Write out the records below word for word, please.

#### Input for this task ####

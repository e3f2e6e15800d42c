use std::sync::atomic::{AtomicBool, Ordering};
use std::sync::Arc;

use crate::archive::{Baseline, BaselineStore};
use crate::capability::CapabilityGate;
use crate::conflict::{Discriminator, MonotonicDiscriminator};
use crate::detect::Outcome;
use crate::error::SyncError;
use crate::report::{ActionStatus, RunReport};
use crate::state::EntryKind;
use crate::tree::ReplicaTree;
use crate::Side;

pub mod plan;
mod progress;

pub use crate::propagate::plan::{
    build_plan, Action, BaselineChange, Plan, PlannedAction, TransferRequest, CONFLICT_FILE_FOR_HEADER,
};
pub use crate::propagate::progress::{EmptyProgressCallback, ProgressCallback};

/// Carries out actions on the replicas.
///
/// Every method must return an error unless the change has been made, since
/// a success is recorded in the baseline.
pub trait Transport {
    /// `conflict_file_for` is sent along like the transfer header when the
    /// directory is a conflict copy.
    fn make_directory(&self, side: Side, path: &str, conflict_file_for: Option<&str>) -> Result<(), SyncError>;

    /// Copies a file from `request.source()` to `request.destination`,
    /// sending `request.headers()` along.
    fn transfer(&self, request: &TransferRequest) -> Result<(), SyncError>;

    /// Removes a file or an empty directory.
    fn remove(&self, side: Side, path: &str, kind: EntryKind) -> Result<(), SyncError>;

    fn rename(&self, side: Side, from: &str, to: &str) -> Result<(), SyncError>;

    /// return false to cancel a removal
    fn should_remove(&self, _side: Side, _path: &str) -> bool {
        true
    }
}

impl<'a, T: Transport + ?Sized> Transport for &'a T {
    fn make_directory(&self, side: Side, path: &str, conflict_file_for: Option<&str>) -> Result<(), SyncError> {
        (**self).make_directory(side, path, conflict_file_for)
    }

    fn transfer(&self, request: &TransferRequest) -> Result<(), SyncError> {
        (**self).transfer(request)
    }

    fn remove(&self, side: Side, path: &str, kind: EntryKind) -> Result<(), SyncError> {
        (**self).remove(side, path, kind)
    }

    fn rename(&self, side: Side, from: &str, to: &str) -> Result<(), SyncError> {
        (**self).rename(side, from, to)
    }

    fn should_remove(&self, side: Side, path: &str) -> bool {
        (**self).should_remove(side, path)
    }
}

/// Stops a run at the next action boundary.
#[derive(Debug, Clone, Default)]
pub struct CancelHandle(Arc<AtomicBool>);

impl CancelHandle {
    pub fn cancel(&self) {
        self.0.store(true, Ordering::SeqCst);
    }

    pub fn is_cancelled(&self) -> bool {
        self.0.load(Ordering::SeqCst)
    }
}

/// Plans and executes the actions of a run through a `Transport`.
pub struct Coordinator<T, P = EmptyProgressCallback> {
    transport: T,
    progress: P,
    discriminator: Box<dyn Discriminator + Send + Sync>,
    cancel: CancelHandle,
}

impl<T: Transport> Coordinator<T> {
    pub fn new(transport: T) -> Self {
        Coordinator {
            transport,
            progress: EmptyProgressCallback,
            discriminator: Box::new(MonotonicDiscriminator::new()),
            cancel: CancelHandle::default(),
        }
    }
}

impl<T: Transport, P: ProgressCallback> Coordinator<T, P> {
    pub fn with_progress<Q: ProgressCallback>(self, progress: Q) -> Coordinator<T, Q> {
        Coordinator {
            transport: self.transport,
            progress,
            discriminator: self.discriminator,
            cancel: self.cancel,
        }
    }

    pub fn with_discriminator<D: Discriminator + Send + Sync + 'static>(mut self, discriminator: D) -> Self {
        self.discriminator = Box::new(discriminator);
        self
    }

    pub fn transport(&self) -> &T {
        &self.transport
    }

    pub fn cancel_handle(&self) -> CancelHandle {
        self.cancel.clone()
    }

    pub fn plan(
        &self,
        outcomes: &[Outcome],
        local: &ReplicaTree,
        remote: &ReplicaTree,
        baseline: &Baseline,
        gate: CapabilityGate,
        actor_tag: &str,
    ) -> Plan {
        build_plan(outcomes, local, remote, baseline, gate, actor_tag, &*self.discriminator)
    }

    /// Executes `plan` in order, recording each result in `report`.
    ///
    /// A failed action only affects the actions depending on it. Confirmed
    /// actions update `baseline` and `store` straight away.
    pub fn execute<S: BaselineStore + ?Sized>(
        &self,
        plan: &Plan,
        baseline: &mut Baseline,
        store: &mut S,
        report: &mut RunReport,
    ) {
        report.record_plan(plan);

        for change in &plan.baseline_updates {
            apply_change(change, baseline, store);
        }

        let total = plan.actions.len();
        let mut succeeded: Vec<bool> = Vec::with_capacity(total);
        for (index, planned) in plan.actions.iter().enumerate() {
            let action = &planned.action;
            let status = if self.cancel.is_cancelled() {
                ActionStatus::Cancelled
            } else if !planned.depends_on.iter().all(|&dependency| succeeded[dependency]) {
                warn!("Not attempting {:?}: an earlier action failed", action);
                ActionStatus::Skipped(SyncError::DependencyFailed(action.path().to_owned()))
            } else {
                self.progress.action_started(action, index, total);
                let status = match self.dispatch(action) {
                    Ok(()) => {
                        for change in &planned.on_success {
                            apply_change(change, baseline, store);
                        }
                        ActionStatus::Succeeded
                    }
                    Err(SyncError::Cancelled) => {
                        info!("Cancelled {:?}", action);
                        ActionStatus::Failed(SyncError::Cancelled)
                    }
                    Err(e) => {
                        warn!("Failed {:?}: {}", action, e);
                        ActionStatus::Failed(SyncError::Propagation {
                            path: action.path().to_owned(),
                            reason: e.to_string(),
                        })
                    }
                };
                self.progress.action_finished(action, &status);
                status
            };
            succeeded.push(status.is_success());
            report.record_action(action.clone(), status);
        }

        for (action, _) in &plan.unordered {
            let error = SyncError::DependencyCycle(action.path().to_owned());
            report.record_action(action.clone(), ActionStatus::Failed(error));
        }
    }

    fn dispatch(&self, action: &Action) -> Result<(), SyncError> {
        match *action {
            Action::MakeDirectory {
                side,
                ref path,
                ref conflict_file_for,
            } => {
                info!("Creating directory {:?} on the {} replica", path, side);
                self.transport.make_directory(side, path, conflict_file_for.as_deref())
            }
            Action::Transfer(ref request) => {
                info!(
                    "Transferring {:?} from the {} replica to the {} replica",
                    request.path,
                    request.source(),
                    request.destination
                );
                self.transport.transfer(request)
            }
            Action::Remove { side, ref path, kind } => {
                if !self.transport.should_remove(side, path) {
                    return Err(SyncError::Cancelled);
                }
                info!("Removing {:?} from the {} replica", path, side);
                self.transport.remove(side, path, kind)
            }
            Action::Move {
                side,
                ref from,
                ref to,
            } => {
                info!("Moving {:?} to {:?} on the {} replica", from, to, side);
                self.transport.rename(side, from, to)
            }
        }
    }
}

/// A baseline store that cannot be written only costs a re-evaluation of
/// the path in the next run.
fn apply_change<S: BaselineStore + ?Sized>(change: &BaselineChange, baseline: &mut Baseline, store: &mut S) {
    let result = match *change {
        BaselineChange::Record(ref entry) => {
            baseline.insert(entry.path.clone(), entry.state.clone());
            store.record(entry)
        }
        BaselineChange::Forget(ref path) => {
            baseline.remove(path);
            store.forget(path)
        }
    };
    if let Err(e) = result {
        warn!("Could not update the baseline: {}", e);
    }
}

####

Response for this exercise.
repository e3f2e6e15800d42c
use std::sync::atomic::{AtomicBool, Ordering};
use std::sync::Arc;

use crate::archive::{Baseline, BaselineStore};
use crate::capability::CapabilityGate;
use crate::conflict::{Discriminator, MonotonicDiscriminator};
use crate::detect::Outcome;
use crate::error::SyncError;
use crate::report::{ActionStatus, RunReport};
use crate::state::EntryKind;
use crate::tree::ReplicaTree;
use crate::Side;

pub mod plan;
mod progress;

pub use crate::propagate::plan::{
    build_plan, Action, BaselineChange, Plan, PlannedAction, TransferRequest, CONFLICT_FILE_FOR_HEADER,
};
pub use crate::propagate::progress::{EmptyProgressCallback, ProgressCallback};

/// Carries out actions on the replicas.
///
/// Every method must return an error unless the change has been made, since
/// a success is recorded in the baseline.
pub trait Transport {
    /// `conflict_file_for` is sent along like the transfer header when the
    /// directory is a conflict copy.
    fn make_directory(&self, side: Side, path: &str, conflict_file_for: Option<&str>) -> Result<(), SyncError>;

    /// Copies a file from `request.source()` to `request.destination`,
    /// sending `request.headers()` along.
    fn transfer(&self, request: &TransferRequest) -> Result<(), SyncError>;

    /// Removes a file or an empty directory.
    fn remove(&self, side: Side, path: &str, kind: EntryKind) -> Result<(), SyncError>;

    fn rename(&self, side: Side, from: &str, to: &str) -> Result<(), SyncError>;

    /// return false to cancel a removal
    fn should_remove(&self, _side: Side, _path: &str) -> bool {
        true
    }
}

impl<'a, T: Transport + ?Sized> Transport for &'a T {
    fn make_directory(&self, side: Side, path: &str, conflict_file_for: Option<&str>) -> Result<(), SyncError> {
        (**self).make_directory(side, path, conflict_file_for)
    }

    fn transfer(&self, request: &TransferRequest) -> Result<(), SyncError> {
        (**self).transfer(request)
    }

    fn remove(&self, side: Side, path: &str, kind: EntryKind) -> Result<(), SyncError> {
        (**self).remove(side, path, kind)
    }

    fn rename(&self, side: Side, from: &str, to: &str) -> Result<(), SyncError> {
        (**self).rename(side, from, to)
    }

    fn should_remove(&self, side: Side, path: &str) -> bool {
        (**self).should_remove(side, path)
    }
}

/// Stops a run at the next action boundary.
#[derive(Debug, Clone, Default)]
pub struct CancelHandle(Arc<AtomicBool>);

impl CancelHandle {
    pub fn cancel(&self) {
        self.0.store(true, Ordering::SeqCst);
    }

    pub fn is_cancelled(&self) -> bool {
        self.0.load(Ordering::SeqCst)
    }
}

/// Plans and executes the actions of a run through a `Transport`.
pub struct Coordinator<T, P = EmptyProgressCallback> {
    transport: T,
    progress: P,
    discriminator: Box<dyn Discriminator + Send + Sync>,
    cancel: CancelHandle,
}

impl<T: Transport> Coordinator<T> {
    pub fn new(transport: T) -> Self {
        Coordinator {
            transport,
            progress: EmptyProgressCallback,
            discriminator: Box::new(MonotonicDiscriminator::new()),
            cancel: CancelHandle::default(),
        }
    }
}

impl<T: Transport, P: ProgressCallback> Coordinator<T, P> {
    pub fn with_progress<Q: ProgressCallback>(self, progress: Q) -> Coordinator<T, Q> {
        Coordinator {
            transport: self.transport,
            progress,
            discriminator: self.discriminator,
            cancel: self.cancel,
        }
    }

    pub fn with_discriminator<D: Discriminator + Send + Sync + 'static>(mut self, discriminator: D) -> Self {
        self.discriminator = Box::new(discriminator);
        self
    }

    pub fn transport(&self) -> &T {
        &self.transport
    }

    pub fn cancel_handle(&self) -> CancelHandle {
        self.cancel.clone()
    }

    pub fn plan(
        &self,
        outcomes: &[Outcome],
        local: &ReplicaTree,
        remote: &ReplicaTree,
        baseline: &Baseline,
        gate: CapabilityGate,
        actor_tag: &str,
    ) -> Plan {
        build_plan(outcomes, local, remote, baseline, gate, actor_tag, &*self.discriminator)
    }

    /// Executes `plan` in order, recording each result in `report`.
    ///
    /// A failed action only affects the actions depending on it. Confirmed
    /// actions update `baseline` and `store` straight away.
    pub fn execute<S: BaselineStore + ?Sized>(
        &self,
        plan: &Plan,
        baseline: &mut Baseline,
        store: &mut S,
        report: &mut RunReport,
    ) {
        report.record_plan(plan);

        for change in &plan.baseline_updates {
            apply_change(change, baseline, store);
        }

        let total = plan.actions.len();
        let mut succeeded: Vec<bool> = Vec::with_capacity(total);
        for (index, planned) in plan.actions.iter().enumerate() {
            let action = &planned.action;
            let status = if self.cancel.is_cancelled() {
                ActionStatus::Cancelled
            } else if !planned.depends_on.iter().all(|&dependency| succeeded[dependency]) {
                warn!("Not attempting {:?}: an earlier action failed", action);
                ActionStatus::Skipped(SyncError::DependencyFailed(action.path().to_owned()))
            } else {
                self.progress.action_started(action, index, total);
                let status = match self.dispatch(action) {
                    Ok(()) => {
                        for change in &planned.on_success {
                            apply_change(change, baseline, store);
                        }
                        ActionStatus::Succeeded
                    }
                    Err(SyncError::Cancelled) => {
                        info!("Cancelled {:?}", action);
                        ActionStatus::Failed(SyncError::Cancelled)
                    }
                    Err(e) => {
                        warn!("Failed {:?}: {}", action, e);
                        ActionStatus::Failed(SyncError::Propagation {
                            path: action.path().to_owned(),
                            reason: e.to_string(),
                        })
                    }
                };
                self.progress.action_finished(action, &status);
                status
            };
            succeeded.push(status.is_success());
            report.record_action(action.clone(), status);
        }

        for (action, _) in &plan.unordered {
            let error = SyncError::DependencyCycle(action.path().to_owned());
            report.record_action(action.clone(), ActionStatus::Failed(error));
        }
    }

    fn dispatch(&self, action: &Action) -> Result<(), SyncError> {
        match *action {
            Action::MakeDirectory {
                side,
                ref path,
                ref conflict_file_for,
            } => {
                info!("Creating directory {:?} on the {} replica", path, side);
                self.transport.make_directory(side, path, conflict_file_for.as_deref())
            }
            Action::Transfer(ref request) => {
                info!(
                    "Transferring {:?} from the {} replica to the {} replica",
                    request.path,
                    request.source(),
                    request.destination
                );
                self.transport.transfer(request)
            }
            Action::Remove { side, ref path, kind } => {
                if !self.transport.should_remove(side, path) {
                    return Err(SyncError::Cancelled);
                }
                info!("Removing {:?} from the {} replica", path, side);
                self.transport.remove(side, path, kind)
            }
            Action::Move {
                side,
                ref from,
                ref to,
            } => {
                info!("Moving {:?} to {:?} on the {} replica", from, to, side);
                self.transport.rename(side, from, to)
            }
        }
    }
}

/// A baseline store that cannot be written only costs a re-evaluation of
/// the path in the next run.
fn apply_change<S: BaselineStore + ?Sized>(change: &BaselineChange, baseline: &mut Baseline, store: &mut S) {
    let result = match *change {
        BaselineChange::Record(ref entry) => {
            baseline.insert(entry.path.clone(), entry.state.clone());
            store.record(entry)
        }
        BaselineChange::Forget(ref path) => {
            baseline.remove(path);
            store.forget(path)
        }
    };
    if let Err(e) = result {
        warn!("Could not update the baseline: {}", e);
    }
}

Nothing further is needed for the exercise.